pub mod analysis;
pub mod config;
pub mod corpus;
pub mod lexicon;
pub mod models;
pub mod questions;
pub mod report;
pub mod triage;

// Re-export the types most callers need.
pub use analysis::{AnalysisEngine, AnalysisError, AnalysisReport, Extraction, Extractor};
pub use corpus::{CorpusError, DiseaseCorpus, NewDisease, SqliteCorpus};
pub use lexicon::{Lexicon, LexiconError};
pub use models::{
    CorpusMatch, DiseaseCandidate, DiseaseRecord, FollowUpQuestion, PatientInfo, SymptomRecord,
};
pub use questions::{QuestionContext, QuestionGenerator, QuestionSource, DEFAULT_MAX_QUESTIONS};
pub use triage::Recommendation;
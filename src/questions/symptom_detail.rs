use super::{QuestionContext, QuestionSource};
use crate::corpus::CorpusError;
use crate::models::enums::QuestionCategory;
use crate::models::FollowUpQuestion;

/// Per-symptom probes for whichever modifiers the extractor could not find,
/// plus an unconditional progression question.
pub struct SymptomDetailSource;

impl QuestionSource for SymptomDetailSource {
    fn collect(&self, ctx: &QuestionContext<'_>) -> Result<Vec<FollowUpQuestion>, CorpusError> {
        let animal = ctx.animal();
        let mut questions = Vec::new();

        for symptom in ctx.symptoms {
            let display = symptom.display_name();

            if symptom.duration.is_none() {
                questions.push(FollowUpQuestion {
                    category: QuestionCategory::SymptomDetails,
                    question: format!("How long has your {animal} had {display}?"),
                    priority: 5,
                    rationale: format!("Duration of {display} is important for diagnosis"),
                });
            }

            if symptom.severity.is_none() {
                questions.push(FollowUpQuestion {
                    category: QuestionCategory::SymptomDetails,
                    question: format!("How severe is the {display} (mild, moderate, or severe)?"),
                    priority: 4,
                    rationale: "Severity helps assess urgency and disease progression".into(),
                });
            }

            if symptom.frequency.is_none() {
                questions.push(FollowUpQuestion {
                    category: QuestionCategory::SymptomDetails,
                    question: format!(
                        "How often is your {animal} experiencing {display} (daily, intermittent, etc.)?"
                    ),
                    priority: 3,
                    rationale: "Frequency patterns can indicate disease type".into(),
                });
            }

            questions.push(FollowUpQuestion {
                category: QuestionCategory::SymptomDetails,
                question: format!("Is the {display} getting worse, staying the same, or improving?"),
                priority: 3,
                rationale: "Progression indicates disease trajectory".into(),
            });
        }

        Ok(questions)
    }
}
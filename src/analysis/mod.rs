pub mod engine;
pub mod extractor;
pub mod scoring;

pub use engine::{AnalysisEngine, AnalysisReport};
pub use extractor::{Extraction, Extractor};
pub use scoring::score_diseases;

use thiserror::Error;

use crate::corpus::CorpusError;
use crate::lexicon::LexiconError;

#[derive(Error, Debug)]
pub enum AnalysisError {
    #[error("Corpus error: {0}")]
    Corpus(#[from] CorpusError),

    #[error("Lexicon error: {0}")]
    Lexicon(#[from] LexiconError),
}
***
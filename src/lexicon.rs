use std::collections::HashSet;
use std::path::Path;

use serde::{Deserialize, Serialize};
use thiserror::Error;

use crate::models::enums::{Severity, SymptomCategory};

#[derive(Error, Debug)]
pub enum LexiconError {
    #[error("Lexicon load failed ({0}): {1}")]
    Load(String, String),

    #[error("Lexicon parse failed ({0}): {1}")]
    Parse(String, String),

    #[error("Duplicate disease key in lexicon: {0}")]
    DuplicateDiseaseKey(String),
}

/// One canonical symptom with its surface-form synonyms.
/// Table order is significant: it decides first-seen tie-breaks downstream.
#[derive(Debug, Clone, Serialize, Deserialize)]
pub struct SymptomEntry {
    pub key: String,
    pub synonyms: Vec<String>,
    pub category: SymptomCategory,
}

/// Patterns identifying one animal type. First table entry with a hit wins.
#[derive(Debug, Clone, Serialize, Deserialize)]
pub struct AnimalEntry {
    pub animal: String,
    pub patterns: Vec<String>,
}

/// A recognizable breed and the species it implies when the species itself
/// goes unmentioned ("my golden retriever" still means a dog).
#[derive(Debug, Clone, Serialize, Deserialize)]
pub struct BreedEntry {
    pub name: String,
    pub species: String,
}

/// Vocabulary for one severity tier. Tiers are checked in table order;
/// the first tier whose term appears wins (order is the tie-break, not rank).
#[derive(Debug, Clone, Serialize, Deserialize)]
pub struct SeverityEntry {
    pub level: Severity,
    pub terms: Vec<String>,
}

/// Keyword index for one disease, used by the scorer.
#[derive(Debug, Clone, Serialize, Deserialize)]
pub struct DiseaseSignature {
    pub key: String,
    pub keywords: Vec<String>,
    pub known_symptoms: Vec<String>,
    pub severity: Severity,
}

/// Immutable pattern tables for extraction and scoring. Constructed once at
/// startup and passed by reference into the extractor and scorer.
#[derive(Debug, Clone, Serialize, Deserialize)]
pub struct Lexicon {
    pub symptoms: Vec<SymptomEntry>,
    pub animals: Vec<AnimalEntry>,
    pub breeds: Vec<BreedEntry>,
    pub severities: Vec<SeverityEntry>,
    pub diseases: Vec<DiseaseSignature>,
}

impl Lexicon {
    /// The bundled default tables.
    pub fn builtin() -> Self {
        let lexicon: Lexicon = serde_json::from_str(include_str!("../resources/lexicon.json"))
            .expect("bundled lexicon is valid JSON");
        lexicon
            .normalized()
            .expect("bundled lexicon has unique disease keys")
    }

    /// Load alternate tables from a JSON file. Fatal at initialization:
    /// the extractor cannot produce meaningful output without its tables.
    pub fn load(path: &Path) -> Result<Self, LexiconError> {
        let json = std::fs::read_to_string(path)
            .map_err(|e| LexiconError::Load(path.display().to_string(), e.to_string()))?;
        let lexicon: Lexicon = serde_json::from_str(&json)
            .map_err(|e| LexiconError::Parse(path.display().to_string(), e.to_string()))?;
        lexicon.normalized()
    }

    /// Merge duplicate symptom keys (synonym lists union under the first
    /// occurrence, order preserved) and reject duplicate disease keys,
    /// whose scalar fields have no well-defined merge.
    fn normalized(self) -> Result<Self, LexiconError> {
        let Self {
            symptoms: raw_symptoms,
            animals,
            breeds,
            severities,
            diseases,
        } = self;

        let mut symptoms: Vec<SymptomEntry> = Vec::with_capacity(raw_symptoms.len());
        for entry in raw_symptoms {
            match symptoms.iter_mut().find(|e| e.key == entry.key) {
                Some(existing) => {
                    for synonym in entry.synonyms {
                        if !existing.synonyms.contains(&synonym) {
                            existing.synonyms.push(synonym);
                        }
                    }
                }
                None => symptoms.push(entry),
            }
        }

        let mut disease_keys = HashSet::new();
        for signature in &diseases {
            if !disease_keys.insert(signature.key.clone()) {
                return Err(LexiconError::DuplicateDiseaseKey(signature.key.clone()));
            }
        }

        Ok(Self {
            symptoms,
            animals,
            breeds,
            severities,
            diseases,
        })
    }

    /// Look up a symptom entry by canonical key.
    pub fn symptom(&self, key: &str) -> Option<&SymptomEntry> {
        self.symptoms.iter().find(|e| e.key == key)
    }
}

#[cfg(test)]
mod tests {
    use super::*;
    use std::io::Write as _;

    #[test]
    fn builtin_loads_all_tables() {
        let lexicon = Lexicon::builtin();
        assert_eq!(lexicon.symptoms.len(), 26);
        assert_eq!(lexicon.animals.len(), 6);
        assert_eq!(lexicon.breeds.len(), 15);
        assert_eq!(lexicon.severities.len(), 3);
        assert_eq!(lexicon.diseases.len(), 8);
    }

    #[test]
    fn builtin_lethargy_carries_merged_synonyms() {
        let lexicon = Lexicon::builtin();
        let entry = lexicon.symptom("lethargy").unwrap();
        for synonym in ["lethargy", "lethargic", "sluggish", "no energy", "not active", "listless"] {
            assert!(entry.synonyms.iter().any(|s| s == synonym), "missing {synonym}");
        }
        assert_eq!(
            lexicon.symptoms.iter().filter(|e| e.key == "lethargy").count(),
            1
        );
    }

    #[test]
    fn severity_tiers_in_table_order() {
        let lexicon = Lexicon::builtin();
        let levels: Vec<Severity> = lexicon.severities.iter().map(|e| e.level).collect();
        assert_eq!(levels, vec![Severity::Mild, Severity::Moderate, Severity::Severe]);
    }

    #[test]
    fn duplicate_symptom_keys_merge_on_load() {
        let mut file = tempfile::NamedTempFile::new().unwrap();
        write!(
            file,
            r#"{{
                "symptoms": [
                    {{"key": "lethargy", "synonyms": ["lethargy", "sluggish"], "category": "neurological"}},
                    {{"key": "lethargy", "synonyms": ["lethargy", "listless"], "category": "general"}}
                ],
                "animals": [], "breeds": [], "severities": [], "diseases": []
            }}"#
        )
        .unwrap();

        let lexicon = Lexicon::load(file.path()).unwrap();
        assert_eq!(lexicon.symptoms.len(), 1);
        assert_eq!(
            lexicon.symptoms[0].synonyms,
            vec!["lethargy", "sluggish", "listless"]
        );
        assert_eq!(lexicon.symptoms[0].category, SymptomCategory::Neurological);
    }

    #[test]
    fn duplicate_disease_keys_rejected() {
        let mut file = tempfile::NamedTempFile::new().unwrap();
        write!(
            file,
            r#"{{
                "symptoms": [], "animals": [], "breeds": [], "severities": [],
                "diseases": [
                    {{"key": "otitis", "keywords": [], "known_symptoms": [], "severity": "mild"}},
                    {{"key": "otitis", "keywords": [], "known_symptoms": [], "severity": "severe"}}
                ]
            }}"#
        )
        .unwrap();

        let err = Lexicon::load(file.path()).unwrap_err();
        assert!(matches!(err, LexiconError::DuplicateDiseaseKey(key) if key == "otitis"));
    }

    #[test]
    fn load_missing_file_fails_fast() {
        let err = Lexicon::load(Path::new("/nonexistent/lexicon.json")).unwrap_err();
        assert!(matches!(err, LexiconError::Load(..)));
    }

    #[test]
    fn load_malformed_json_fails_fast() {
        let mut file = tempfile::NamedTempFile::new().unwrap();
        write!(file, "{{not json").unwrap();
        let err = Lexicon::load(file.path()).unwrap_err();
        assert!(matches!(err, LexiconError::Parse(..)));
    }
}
***
# BRIEF
Whenever "severities" occurs in a line of the entries, copy that line.

# RESPONSE AREA
    pub severities: Vec<SeverityEntry>,
            severities,
            severities,
        assert_eq!(lexicon.severities.len(), 3);
        let levels: Vec<Severity> = lexicon.severities.iter().map(|e| e.level).collect();
                "animals": [], "breeds": [], "severities": [], "diseases": []
                "symptoms": [], "animals": [], "breeds": [], "severities": [],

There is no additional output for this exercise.